This article was first published at Blogcritics
What disturbs me most about Mordecai Richler's 1997 novel, Barney's Version, now available in a new paperback edition as well as a major motion picture with Paul Giamatti, is that it took me almost fifteen years to get around to reading it. This is one hell of a masterful piece of fiction. It has everything you could want from a novel—humor and poignancy, complexity and passion, eloquence and a specific aesthetic point of view. Barney's Version is not only a great read, although it is that; Barney's Version is a work of art.
Now in his sixties and having trouble remembering the names of the Seven Dwarfs, Barney Panofsky sits down to tell the story of his life, ostensibly to defend himself against what he sees as a scurrilous attack in a book by a writer he once thought of as something of a friend back when they were young expatriates living imitation Bohemian lives in Paris. Barney, in spite of the fact that he tells his own story, doesn’t come across as a particularly nice fellow. He is loud and can behave obnoxiously, especially when dealing with poseurs and those he considers pompous. He is defensive about his roots, his religion and his feeling that he has sold out to the money grubbers, and his defensiveness more often than not takes the form of aggression.
Three marriages: his first wife dies and she is followed by two divorces—although he still carries the torch for his last wife. He has made a fortune producing schlock television shows for broadcast in Canada. Not particularly religious himself, is tuned in to both the anti-Semitism he felt as a child in Montreal and still feels as he writes and his distaste for the pretentions of many of the Jews around him. He is an aggressive type-A personality who goes after what he wants without regard for the feelings of others. He is not afraid to flaunt his wealth and use his position to get what he wants, and if he needs to finagle a little, bend a law here and there, he is not above it. He can be foul mouthed and sarcastic when he likes you and a vindictive son of a bitch when he doesn't.
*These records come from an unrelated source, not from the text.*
//! # Domain Layer
//!
//! Pure domain logic for the data broker. No I/O happens here.
//!
//! ## Modules
//!
//! - `namespace` - Namespace entity, tuple queues, handles
//! - `iterator` - Cursor table for key iteration
//! - `requests` - Async request tags and fetch descriptors
//! - `state` - `query` results
//! - `value_objects` - Broker configuration
//! - `validation` - Argument checks and hard limits
//! - `errors` - Domain error types

pub mod errors;
pub mod iterator;
pub mod namespace;
pub mod requests;
pub mod state;
pub mod validation;
pub mod value_objects;
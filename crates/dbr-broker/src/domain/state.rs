//! # Namespace State
//!
//! Snapshot returned by `query`.

use super::namespace::Namespace;
use dbr_types::{GroupList, PersistLevel, StateMask};
use serde::Serialize;

/// Introspection result for one namespace.
///
/// `name` is always present; the other fields are filled only when the
/// query mask selects them.
#[derive(Debug, Clone, PartialEq, Eq, Serialize)]
pub struct NamespaceState {
    pub name: String,
    #[serde(skip_serializing_if = "Option::is_none")]
    pub level: Option<PersistLevel>,
    #[serde(skip_serializing_if = "Option::is_none")]
    pub groups: Option<GroupList>,
    #[serde(skip_serializing_if = "Option::is_none")]
    pub refcount: Option<usize>,
    #[serde(skip_serializing_if = "Option::is_none")]
    pub key_count: Option<usize>,
    #[serde(skip_serializing_if = "Option::is_none")]
    pub tuple_count: Option<usize>,
}

impl NamespaceState {
    pub fn capture(namespace: &Namespace, refcount: usize, mask: StateMask) -> Self {
        Self {
            name: namespace.name().to_string(),
            level: mask
                .contains(StateMask::LEVEL)
                .then_some(namespace.level()),
            groups: mask
                .contains(StateMask::GROUPS)
                .then(|| namespace.groups().clone()),
            refcount: mask.contains(StateMask::REFCOUNT).then_some(refcount),
            key_count: mask
                .contains(StateMask::KEYS)
                .then_some(namespace.key_count()),
            tuple_count: mask
                .contains(StateMask::TUPLES)
                .then(|| namespace.tuple_count()),
        }
    }
}

#[cfg(test)]
mod tests {
    use super::*;
    use dbr_types::Group;

    #[test]
    fn test_mask_selects_fields() {
        let mut ns = Namespace::new("q", PersistLevel::PermanentFs, GroupList::new());
        ns.push(Group::EMPTY, "k", b"v".to_vec());

        let state = NamespaceState::capture(&ns, 2, StateMask::REFCOUNT | StateMask::TUPLES);
        assert_eq!(state.name, "q");
        assert_eq!(state.refcount, Some(2));
        assert_eq!(state.tuple_count, Some(1));
        assert_eq!(state.level, None);
        assert_eq!(state.key_count, None);

        let full = NamespaceState::capture(&ns, 1, StateMask::ALL);
        assert_eq!(full.level, Some(PersistLevel::PermanentFs));
        assert_eq!(full.key_count, Some(1));
    }
}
Yet despite all this, he is a vibrant exciting character filled with a will to live life to the fullest.
Back in the 19th century when Robert Browning was writing poems in the voices of a gallery of rather disreputable characters, he pointed out that what he was trying to do was present them in such a way that they would make the best possible case for themselves—what he called the defense of the indefensible. In some cases they were outright villains, in others, charismatic reprobates. But however a reader felt about them, that reader's feelings came directly from what they had to say about themselves. Richler is doing the same thing. Like Barney, or hate him: it is from his own mouth that you must make the determination.
He is a curmudgeon, but he is not one of those loveable curmudgeons with a heart of gold hidden under the bristles. He can be cruel. He is self-centered and selfish. He is perfectly willing to use people. And still you can't help liking him, possibly because of his voice. He tells his story with what seems like unvarnished honesty. He doesn't seem to be hiding anything. When he denies having done something especially egregious, the fact that he has been owning up to all these other misbehaviors gives some credence to his denials.
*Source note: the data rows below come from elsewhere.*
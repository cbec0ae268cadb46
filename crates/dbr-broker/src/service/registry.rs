//! # Registry
//!
//! Everything the broker keeps in memory, guarded by a single mutex.

use crate::domain::errors::BrokerError;
use crate::domain::iterator::IteratorTable;
use crate::domain::namespace::{Namespace, NamespaceHandle};
use crate::domain::requests::RequestTable;
use std::collections::{HashMap, HashSet};
use std::sync::Arc;

/// A namespace that is loaded in memory.
#[derive(Debug)]
pub(crate) struct LiveNamespace {
    /// Generation id; a deleted and re-created namespace gets a new one.
    pub id: u64,
    pub name: Arc<str>,
    pub namespace: Namespace,
    pub iterators: IteratorTable,
    /// Handle ids currently attached.
    pub attached: HashSet<u64>,
}

impl LiveNamespace {
    pub fn refcount(&self) -> usize {
        self.attached.len()
    }
}

#[derive(Debug)]
pub(crate) struct Registry {
    namespaces: HashMap<String, LiveNamespace>,
    next_namespace_id: u64,
    next_handle_id: u64,
    pub requests: RequestTable,
}

impl Registry {
    pub fn new(max_pending_requests: usize) -> Self {
        Self {
            namespaces: HashMap::new(),
            next_namespace_id: 0,
            next_handle_id: 0,
            requests: RequestTable::new(max_pending_requests),
        }
    }

    pub fn live_count(&self) -> usize {
        self.namespaces.len()
    }

    pub fn get(&self, name: &str) -> Option<&LiveNamespace> {
        self.namespaces.get(name)
    }

    pub fn contains(&self, name: &str) -> bool {
        self.namespaces.contains_key(name)
    }

    /// Make `namespace` live under a fresh generation id.
    pub fn insert(&mut self, namespace: Namespace) {
        self.next_namespace_id += 1;
        let name: Arc<str> = Arc::from(namespace.name());
        let live = LiveNamespace {
            id: self.next_namespace_id,
            name,
            namespace,
            iterators: IteratorTable::new(),
            attached: HashSet::new(),
        };
        self.namespaces.insert(live.namespace.name().to_string(), live);
    }

    pub fn remove(&mut self, name: &str) -> Option<LiveNamespace> {
        self.namespaces.remove(name)
    }

    /// Issue a new handle on a live namespace.
    pub fn attach(&mut self, name: &str) -> Option<NamespaceHandle> {
        let live = self.namespaces.get_mut(name)?;
        self.next_handle_id += 1;
        let handle_id = self.next_handle_id;
        live.attached.insert(handle_id);
        Some(NamespaceHandle::new(live.name.clone(), live.id, handle_id))
    }

    pub fn resolve(&self, handle: &NamespaceHandle) -> Result<&LiveNamespace, BrokerError> {
        self.namespaces
            .get(handle.name())
            .filter(|live| Self::issued_by(live, handle))
            .ok_or_else(|| stale(handle))
    }

    pub fn resolve_mut(
        &mut self,
        handle: &NamespaceHandle,
    ) -> Result<&mut LiveNamespace, BrokerError> {
        self.namespaces
            .get_mut(handle.name())
            .filter(|live| Self::issued_by(live, handle))
            .ok_or_else(|| stale(handle))
    }

    fn issued_by(live: &LiveNamespace, handle: &NamespaceHandle) -> bool {
        live.id == handle.namespace_id() && live.attached.contains(&handle.handle_id())
    }
}

fn stale(handle: &NamespaceHandle) -> BrokerError {
    BrokerError::Handle {
        name: handle.name().to_string(),
    }
}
Moreover the story just seems to pour out of him. It reeks with sincerity. It never seems artificially pointed to make a case for the reader, despite the fact that it obviously is. It is filled with digressions, memory lapses and angry rants on all sorts of subjects from Francophile politics and the state of contemporary hockey to literary pretentiousness and political correctness. At one point he compares what he is doing to books like Sterne's Tristram Shandy ; if Sterne could get away with all the beating about the bush, why not Panofsky? There are even points where he suggests he may well be setting the spool of his life on rewind and "editing out embarrassments, reshooting them in my mind's eye." Not only does he ramble and digress he admits to the possibility of his own unreliability. He is a narrator with whom it is a pleasure to spend four hundred pages.
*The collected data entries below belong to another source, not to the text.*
//! # Async Request Table
//!
//! Bookkeeping for `put_a`/`get_a`/`read_a`. A tag is either still waiting
//! for a tuple (`RequestState::Pending`) or holds its final result
//! (`RequestState::Finished`) until `test` collects it.

use super::errors::BrokerError;
use super::namespace::NamespaceHandle;
use dbr_types::{Flags, Group, Tag};
use std::collections::BTreeMap;
use std::time::Instant;

/// Whether a fetch consumes the tuple.
#[derive(Debug, Clone, Copy, PartialEq, Eq)]
pub enum FetchMode {
    /// `get`: pop the oldest value.
    Take,
    /// `read`: copy the oldest value, leave it queued.
    Peek,
}

/// Everything needed to retry a fetch later.
#[derive(Debug, Clone, PartialEq, Eq)]
pub struct FetchRequest {
    pub key: String,
    pub group: Group,
    pub flags: Flags,
    pub mode: FetchMode,
    /// Largest value the caller can accept, if bounded.
    pub capacity: Option<usize>,
}

impl FetchRequest {
    pub fn new(key: impl Into<String>, group: Group, flags: Flags, mode: FetchMode) -> Self {
        Self {
            key: key.into(),
            group,
            flags,
            mode,
            capacity: None,
        }
    }

    pub fn with_capacity(mut self, capacity: usize) -> Self {
        self.capacity = Some(capacity);
        self
    }
}

/// A fetch that found no tuple yet.
#[derive(Debug, Clone)]
pub struct PendingFetch {
    pub handle: NamespaceHandle,
    pub request: FetchRequest,
    pub deadline: Instant,
}

/// Lifecycle of a tag.
#[derive(Debug)]
pub enum RequestState {
    Pending(PendingFetch),
    Finished(Result<Option<Vec<u8>>, BrokerError>),
}

/// What `test` reports for a tag.
#[derive(Debug, Clone, PartialEq, Eq)]
pub enum Completion {
    /// Still waiting for a tuple; test again later.
    InProgress,
    /// Done. Carries the value for `get_a`/`read_a`, `None` for `put_a`.
    Done(Option<Vec<u8>>),
}

/// Outstanding tags, bounded by `capacity`.
#[derive(Debug)]
pub struct RequestTable {
    next_tag: u64,
    capacity: usize,
    entries: BTreeMap<Tag, RequestState>,
}

impl RequestTable {
    pub fn new(capacity: usize) -> Self {
        Self {
            next_tag: 0,
            capacity,
            entries: BTreeMap::new(),
        }
    }

    pub fn len(&self) -> usize {
        self.entries.len()
    }

    pub fn is_empty(&self) -> bool {
        self.entries.is_empty()
    }

    /// Register a request and hand out its tag.
    pub fn insert(&mut self, state: RequestState) -> Result<Tag, BrokerError> {
        if self.entries.len() >= self.capacity {
            return Err(BrokerError::TagError {
                reason: format!("{} requests already outstanding", self.capacity),
            });
        }
        let tag = loop {
            self.next_tag = self.next_tag.wrapping_add(1);
            let tag = Tag(self.next_tag);
            if !self.entries.contains_key(&tag) {
                break tag;
            }
        };
        self.entries.insert(tag, state);
        Ok(tag)
    }

    pub fn get(&self, tag: Tag) -> Option<&RequestState> {
        self.entries.get(&tag)
    }

    pub fn remove(&mut self, tag: Tag) -> Option<RequestState> {
        self.entries.remove(&tag)
    }

    /// Put back a state taken out with `remove`, keeping its tag.
    pub fn restore(&mut self, tag: Tag, state: RequestState) {
        self.entries.insert(tag, state);
    }

    /// Replace the state of an existing tag. Returns false for unknown tags.
    pub fn finish(&mut self, tag: Tag, result: Result<Option<Vec<u8>>, BrokerError>) -> bool {
        match self.entries.get_mut(&tag) {
            Some(state) => {
                *state = RequestState::Finished(result);
                true
            }
            None => false,
        }
    }
}

pub(crate) fn unknown_tag(tag: Tag) -> BrokerError {
    BrokerError::TagError {
        reason: format!("unknown {}", tag),
    }
}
And if Barney is not to your taste, there is a supporting cast of the kind you might find in a Dickens novel. There are the three wives: Clara, an expatriate artiste with real emotional problems who becomes a feminist icon years after her death; the second Mrs. Panofsky (as she is always referred to in the novel), a Jewish Canadian Princess with a family pretending to be Wasps; and Miriam, the mother of his children, the love of his life and the woman he ultimately betrays. There is the Jewish fund raiser whose eyes light up when he hears about anti-Semitic acts because they foster contributions. There is Barney's hard drinking father, the only Jewish cop in Montreal. There is his best friend Boogie who may or may not be a great writer, but who is definitely a druggie and a procrastinator. And these are just a few by way of example.
There is something of a plot concerning what may have been a murder in Barney's past, but since it is only hinted at through most of the book, and revealed at the end, it would be horrendous for a reviewer to spoil any of it for the reader. Richler approaches it and backs away like child playing peek-a-boo. The details are less important than the game, and to know them in advance would spoil the game. Besides, the pleasures of this book are not in the plot; the pleasures are in getting to know someone like Barney Panofsky and listening to his version.